(Stored data)
______________________________

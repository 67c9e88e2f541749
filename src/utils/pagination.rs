//! limit/offset 分页参数

use serde::{Deserialize, Serialize};
use utoipa::IntoParams;

pub const DEFAULT_LIMIT: u64 = 50;
pub const MAX_LIMIT: u64 = 100;

#[derive(Debug, Default, Serialize, Deserialize, IntoParams)]
#[into_params(parameter_in = Query)]
pub struct LimitOffsetParams {
    /// 每页数量 (默认 50, 最大 100)
    pub limit: Option<i64>,
    /// 偏移量 (默认 0)
    pub offset: Option<i64>,
}

impl LimitOffsetParams {
    pub fn new(limit: Option<i64>, offset: Option<i64>) -> Self {
        Self { limit, offset }
    }

    /// Non-positive values fall back to the default, large values are capped.
    pub fn get_limit(&self) -> u64 {
        match self.limit {
            Some(l) if l > 0 => (l as u64).min(MAX_LIMIT),
            _ => DEFAULT_LIMIT,
        }
    }

    pub fn get_offset(&self) -> u64 {
        self.offset.unwrap_or(0).max(0) as u64
    }
}
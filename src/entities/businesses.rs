use chrono::{DateTime, Utc};
use sea_orm::entity::prelude::*;
use serde::{Deserialize, Serialize};

/// 商家（餐厅）实体，抽奖的所有者
#[derive(Clone, Debug, PartialEq, DeriveEntityModel, Eq, Serialize, Deserialize)]
#[sea_orm(table_name = "businesses")]
pub struct Model {
    #[sea_orm(primary_key)]
    pub id: i64,
    pub name: String,
    pub email: Option<String>,
    pub city: Option<String>,
    pub created_at: Option<DateTime<Utc>>,
}

#[derive(Copy, Clone, Debug, EnumIter, DeriveRelation)]
pub enum Relation {
    #[sea_orm(has_many = "super::draws::Entity")]
    Draws,
}

impl Related<super::draws::Entity> for Entity {
    fn to() -> RelationDef {
        Relation::Draws.def()
    }
}

impl ActiveModelBehavior for ActiveModel {}
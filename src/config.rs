use anyhow::{Context, anyhow};
use serde::{Deserialize, Serialize};
use std::env;

#[derive(Debug, Clone, Serialize, Deserialize)]
pub struct Config {
    pub server: ServerConfig,
    pub database: DatabaseConfig,
    pub jwt: JwtConfig,
}

#[derive(Debug, Clone, Serialize, Deserialize)]
pub struct ServerConfig {
    pub host: String,
    pub port: u16,
}

#[derive(Debug, Clone, Serialize, Deserialize)]
pub struct DatabaseConfig {
    pub url: String,
    pub max_connections: u32,
}

#[derive(Debug, Clone, Serialize, Deserialize)]
pub struct JwtConfig {
    pub secret: String,
    pub access_token_expires_in: i64, // seconds
}

fn get_env(name: &str) -> Option<String> {
    env::var(name).ok()
}

fn get_env_parse<T: std::str::FromStr>(name: &str) -> Option<T> {
    env::var(name).ok().and_then(|v| v.parse::<T>().ok())
}

impl Config {
    pub fn from_toml() -> anyhow::Result<Self> {
        let config_path = env::var("CONFIG_PATH").unwrap_or_else(|_| "config.toml".to_string());
        use std::io::ErrorKind;

        // 尝试读取配置文件，如果不存在则完全依赖环境变量
        let mut config = match std::fs::read_to_string(&config_path) {
            Ok(config_str) => Self::parse(&config_str)
                .with_context(|| format!("Failed to parse config file {config_path}"))?,
            Err(e) if e.kind() == ErrorKind::NotFound => Self::from_env_defaults()?,
            Err(e) => {
                return Err(anyhow!("Failed to read config file {config_path}: {e}"));
            }
        };

        // 环境变量覆盖（即便文件存在时也覆盖）
        config.apply_env_overrides();
        config.validate()?;
        Ok(config)
    }

    /// Token 由外部身份服务签发，密钥缺失时拒绝启动
    pub fn validate(&self) -> anyhow::Result<()> {
        if self.jwt.secret.trim().is_empty() {
            return Err(anyhow!("jwt.secret must not be empty"));
        }
        Ok(())
    }

    pub fn parse(config_str: &str) -> anyhow::Result<Self> {
        Ok(toml::from_str(config_str)?)
    }

    fn from_env_defaults() -> anyhow::Result<Self> {
        // 数据库 URL 在无配置文件时必须提供
        let database_url = get_env("DATABASE_URL")
            .ok_or_else(|| anyhow!("DATABASE_URL is not set and no config.toml was found"))?;

        Ok(Config {
            server: ServerConfig {
                host: get_env("SERVER_HOST").unwrap_or_else(|| "0.0.0.0".to_string()),
                port: get_env_parse("SERVER_PORT").unwrap_or(8080),
            },
            database: DatabaseConfig {
                url: database_url,
                max_connections: get_env_parse("DB_MAX_CONNECTIONS").unwrap_or(20),
            },
            jwt: JwtConfig {
                secret: get_env("JWT_SECRET").ok_or_else(|| {
                    anyhow!("JWT_SECRET is not set and no config.toml was found")
                })?,
                access_token_expires_in: get_env_parse("JWT_ACCESS_EXPIRES_IN").unwrap_or(7200),
            },
        })
    }

    fn apply_env_overrides(&mut self) {
        if let Some(v) = get_env("SERVER_HOST") {
            self.server.host = v;
        }
        if let Some(p) = get_env_parse("SERVER_PORT") {
            self.server.port = p;
        }
        if let Some(v) = get_env("DATABASE_URL") {
            self.database.url = v;
        }
        if let Some(mc) = get_env_parse("DB_MAX_CONNECTIONS") {
            self.database.max_connections = mc;
        }
        if let Some(v) = get_env("JWT_SECRET") {
            self.jwt.secret = v;
        }
        if let Some(n) = get_env_parse("JWT_ACCESS_EXPIRES_IN") {
            self.jwt.access_token_expires_in = n;
        }
    }
}
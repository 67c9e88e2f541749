use crate::config::DatabaseConfig;
use crate::error::AppResult;
use migration::{Migrator, MigratorTrait};
use sea_orm::{ConnectOptions, Database, DatabaseConnection};
use std::time::Duration;

pub type DbPool = DatabaseConnection;

pub async fn create_pool(config: &DatabaseConfig) -> AppResult<DbPool> {
    let mut options = ConnectOptions::new(config.url.clone());
    options
        .max_connections(config.max_connections)
        .idle_timeout(Duration::from_secs(30))
        .connect_timeout(Duration::from_secs(2))
        .sqlx_logging(false);

    let pool = Database::connect(options).await?;
    Ok(pool)
}

pub async fn run_migrations(pool: &DbPool) -> AppResult<()> {
    Migrator::up(pool, None).await?;
    Ok(())
}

______________________________

(WHAT YOU WILL DO) Give back exactly the lines above, from the line containing "pub struct DatabaseConfig" through the line containing "Ok(config_str) => Self::parse(&config_str)", with both end lines and nothing more.

(RESULT OF THIS EXERCISE)
pub struct DatabaseConfig {
    pub url: String,
    pub max_connections: u32,
}

#[derive(Debug, Clone, Serialize, Deserialize)]
pub struct JwtConfig {
    pub secret: String,
    pub access_token_expires_in: i64, // seconds
}

fn get_env(name: &str) -> Option<String> {
    env::var(name).ok()
}

fn get_env_parse<T: std::str::FromStr>(name: &str) -> Option<T> {
    env::var(name).ok().and_then(|v| v.parse::<T>().ok())
}

impl Config {
    pub fn from_toml() -> anyhow::Result<Self> {
        let config_path = env::var("CONFIG_PATH").unwrap_or_else(|_| "config.toml".to_string());
        use std::io::ErrorKind;

        // 尝试读取配置文件，如果不存在则完全依赖环境变量
        let mut config = match std::fs::read_to_string(&config_path) {
            Ok(config_str) => Self::parse(&config_str)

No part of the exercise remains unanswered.